Plasmodium strain determines dendritic cell function essential for survival from malaria

• Published in: PLoS pathogens Vol. 3; no. 7; p. e96
• Main Authors: Wykes, Michelle N, Liu, Xue Q, Beattie, Lynette, Stanisic, Danielle I, Stacey, Katryn J, Smyth, Mark J, Thomas, Ranjeny, Good, Michael F
• Format: Journal Article
• Language: English
• Published: United States Public Library of Science 01.07.2007; Public Library of Science (PLoS)

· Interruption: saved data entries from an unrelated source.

use calamine::{CellErrorType, Data, ExcelDateTime, ExcelDateTimeType};
use rust_decimal_macros::dec;
use site_revenue_kpi::{
    Cell, RawGrid, ReportError, RevenueColumns, TOTAL_COLUMN, coerce_money, format_currency,
    format_pct,
};

fn text(s: &str) -> Cell {
    Cell::from(s)
}

fn ingest(rows: Vec<Vec<Cell>>) -> Result<site_revenue_kpi::MonthTable, ReportError> {
    RawGrid::new(rows).ingest_month("mar_24", &RevenueColumns::default())
}

#[test]
fn strips_footer_rows() {
    let table = ingest(vec![
        vec![text("Location"), text("Total")],
        vec![text("Alpha"), Cell::from(100)],
        vec![text("Beta"), Cell::from(50)],
        vec![text("Grand Total"), Cell::from(150)],
    ])
    .unwrap();

    assert_eq!(table.len(), 2);
    assert_eq!(table.locations(), vec!["Alpha", "Beta"]);
    assert_eq!(table.column_sum(TOTAL_COLUMN), dec!(150));
}

#[test]
fn total_matching_respects_word_boundaries() {
    let table = ingest(vec![
        vec![text("Location"), text("Total")],
        vec![text("Totally Wired Hub"), Cell::from(10)],
        vec![text("TOTALS"), Cell::from(10)],
        vec![text("Site total"), Cell::from(20)],
        vec![text("sub-total"), Cell::from(20)],
    ])
    .unwrap();

    assert_eq!(table.locations(), vec!["Totally Wired Hub", "TOTALS"]);
}

#[test]
fn detects_header_below_title_rows() {
    let table = ingest(vec![
        vec![text("Monthly Revenue Report")],
        vec![],
        vec![text("Prepared by finance"), text("")],
        vec![text(" Location "), text("Region"), text("TOTAL")],
        vec![text("  Alpha "), text("North"), text("1,200")],
    ])
    .unwrap();

    assert_eq!(table.columns[..3], ["Location", "Region", "TOTAL"]);
    assert_eq!(table.locations(), vec!["Alpha"]);
    assert_eq!(table.column_sum("Total"), dec!(1200));
    assert_eq!(table.rows[0][1], text("North"));
}

#[test]
fn header_outside_search_depth_is_a_schema_error() {
    let mut rows: Vec<Vec<Cell>> = (0..5).map(|i| vec![text(&format!("title {i}"))]).collect();
    rows.push(vec![text("Location"), text("Total")]);

    let err = ingest(rows).unwrap_err();
    match err {
        ReportError::Schema { sheet, column } => {
            assert_eq!(sheet, "mar_24");
            assert_eq!(column, "Location");
        }
        other => panic!("unexpected error: {other}"),
    }
}

#[test]
fn schema_error_names_missing_total() {
    let err = ingest(vec![
        vec![text("Location"), text("Revenue")],
        vec![text("Alpha"), Cell::from(1)],
    ])
    .unwrap_err();

    assert!(matches!(err, ReportError::Schema { column: "Total", .. }));
    assert!(err.to_string().contains("mar_24"));
}

#[test]
fn missing_revenue_columns_are_zero_filled() {
    let columns = RevenueColumns::default();
    let table = ingest(vec![
        vec![text("Location"), text("Mobile Data Revenue"), text("Total")],
        vec![text("Alpha"), Cell::from(30), Cell::from(100)],
    ])
    .unwrap();

    let expected_width = 3 + columns.components().count() - 1;
    assert_eq!(table.columns.len(), expected_width);
    for label in columns.voice.iter().chain(&columns.sms) {
        assert_eq!(table.money_column(label), Some(vec![dec!(0)]), "{label}");
    }
    assert_eq!(table.column_sum("Mobile Data Revenue"), dec!(30));
}

#[test]
fn revenue_cells_are_coerced_to_numbers() {
    let table = ingest(vec![
        vec![text("Location"), text("Fixed Calls Revenue"), text("Total")],
        vec![text("Alpha"), text("n/a"), text("$2,500.50")],
        vec![text("Beta"), Cell::Empty, text("abc")],
        vec![text("Gamma"), Cell::from(-5), Cell::from(-5)],
    ])
    .unwrap();

    assert_eq!(
        table.money_column("Total"),
        Some(vec![dec!(2500.50), dec!(0), dec!(-5)])
    );
    assert_eq!(
        table.money_column("Fixed Calls Revenue"),
        Some(vec![dec!(0), dec!(0), dec!(-5)])
    );
    assert!(table.rows.iter().all(|row| matches!(row[2], Cell::Number(_))));
}

#[test]
fn blank_locations_are_removed_and_order_kept() {
    let table = ingest(vec![
        vec![text("Location"), text("Total")],
        vec![text("Zeta"), Cell::from(1)],
        vec![text("   "), Cell::from(2)],
        vec![Cell::Empty, Cell::from(3)],
        vec![Cell::from(101), Cell::from(4)],
        vec![text("Alpha"), Cell::from(5)],
    ])
    .unwrap();

    assert_eq!(table.locations(), vec!["Zeta", "101", "Alpha"]);
}

#[test]
fn reingesting_canonical_table_is_a_no_op() {
    let table = ingest(vec![
        vec![text("Report"), text("")],
        vec![text("Location"), text("Total"), text("Notes")],
        vec![text("Alpha"), Cell::from(100), text("ok")],
        vec![text("Beta"), text("50"), Cell::Empty],
        vec![text("Total"), Cell::from(150)],
    ])
    .unwrap();

    let again = table
        .to_grid()
        .ingest_month("mar_24", &RevenueColumns::default())
        .unwrap();
    assert_eq!(again, table);
}

#[test]
fn coerces_text_numbers() {
    assert_eq!(coerce_money(&text(" 1 234 ")), Some(dec!(1234)));
    assert_eq!(coerce_money(&text("+15.5")), Some(dec!(15.5)));
    assert_eq!(coerce_money(&text("1e3")), Some(dec!(1000)));
    assert_eq!(coerce_money(&text("-")), None);
    assert_eq!(coerce_money(&Cell::Empty), None);
    assert_eq!(coerce_money(&Cell::from(f64::NAN)), None);
}

#[test]
fn formats_currency_and_percent() {
    assert_eq!(format_currency(dec!(1234567.891)), "$1,234,567.89");
    assert_eq!(format_currency(dec!(-10)), "-$10.00");
    assert_eq!(format_currency(dec!(0)), "$0.00");
    assert_eq!(format_pct(dec!(12.345)), "12.3%");
    assert_eq!(format_pct(dec!(10)), "10.0%");
}

#[test]
fn workbook_cells_map_to_typed_cells() {
    assert_eq!(Cell::from(&Data::Int(42)), Cell::from(42));
    assert_eq!(Cell::from(&Data::Float(1.5)), Cell::from(dec!(1.5)));
    assert_eq!(Cell::from(&Data::String(" Alpha ".into())), text(" Alpha "));
    assert_eq!(Cell::from(&Data::Bool(true)), text("true"));
    assert_eq!(Cell::from(&Data::Bool(false)), text("false"));

    let serial = ExcelDateTime::new(45000.5, ExcelDateTimeType::DateTime, false);
    assert_eq!(Cell::from(&Data::DateTime(serial)), Cell::from(dec!(45000.5)));
    assert_eq!(
        Cell::from(&Data::DateTimeIso("2024-03-01".into())),
        text("2024-03-01")
    );

    assert_eq!(Cell::from(&Data::Float(f64::NAN)), Cell::Empty);
    assert_eq!(Cell::from(&Data::Float(f64::INFINITY)), Cell::Empty);
    assert_eq!(Cell::from(&Data::Error(CellErrorType::Div0)), Cell::Empty);
    assert_eq!(Cell::from(&Data::Empty), Cell::Empty);
}

#[test]
fn currency_text_is_parsed_as_number() {
    assert_eq!(coerce_money(&text("$2,500.50")), Some(dec!(2500.50)));
}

• Subjects: Adoptive Transfer; Animals; Blood; Cell Count; Cytokines; Dendritic cells; Dendritic Cells - physiology; Disease; Disease Models, Animal; Disease Susceptibility; Experiments; Female; Flow Cytometry; Host-Parasite Interactions; Immune system; Immune Tolerance - genetics; Immunology; Infectious Diseases; Interferon-alpha - metabolism; Interleukin-12 - metabolism; Longevity; Lymphocytes; Malaria; Malaria - immunology; Malaria - parasitology; Mice; Mice, Inbred C57BL; Microbiology; Mus (Mouse); None; Parasitemia - immunology; Parasites; Phenotype; Plasmodium; Plasmodium yoelii - classification; Plasmodium yoelii - immunology; Plasmodium yoelii - pathogenicity; Properties; Rodents; Specific Pathogen-Free Organisms; Spleen - cytology; Spleen - immunology; Spleen - parasitology; Studies; United States
• ISSN: 1553-7374; 1553-7366; 1553-7374
• DOI: 10.1371/journal.ppat.0030096

The severity of malaria can range from asymptomatic to lethal infections involving severe anaemia and cerebral disease. However, the molecular and cellular factors responsible for these differences in disease severity are poorly understood. Identifying the factors that mediate virulence will contribute to developing antiparasitic immune responses. Since immunity is initiated by dendritic cells (DCs), we compared their phenotype and function following infection with either a nonlethal or lethal strain of the rodent parasite, Plasmodium yoelii, to identify their contribution to disease severity. DCs from nonlethal infections were fully functional and capable of secreting cytokines and stimulating T cells. In contrast, DCs from lethal infections were not functional. We then transferred DCs from mice with nonlethal infections to mice given lethal infections and showed that these DCs mediated control of parasitemia and survival. IL-12 was necessary for survival. To our knowledge, our studies have shown for the first time that during a malaria infection, DC function is essential for survival. More importantly, the functions of these DCs are determined by the strain of parasite. Our studies may explain, in part, why natural malaria infections may have different outcomes.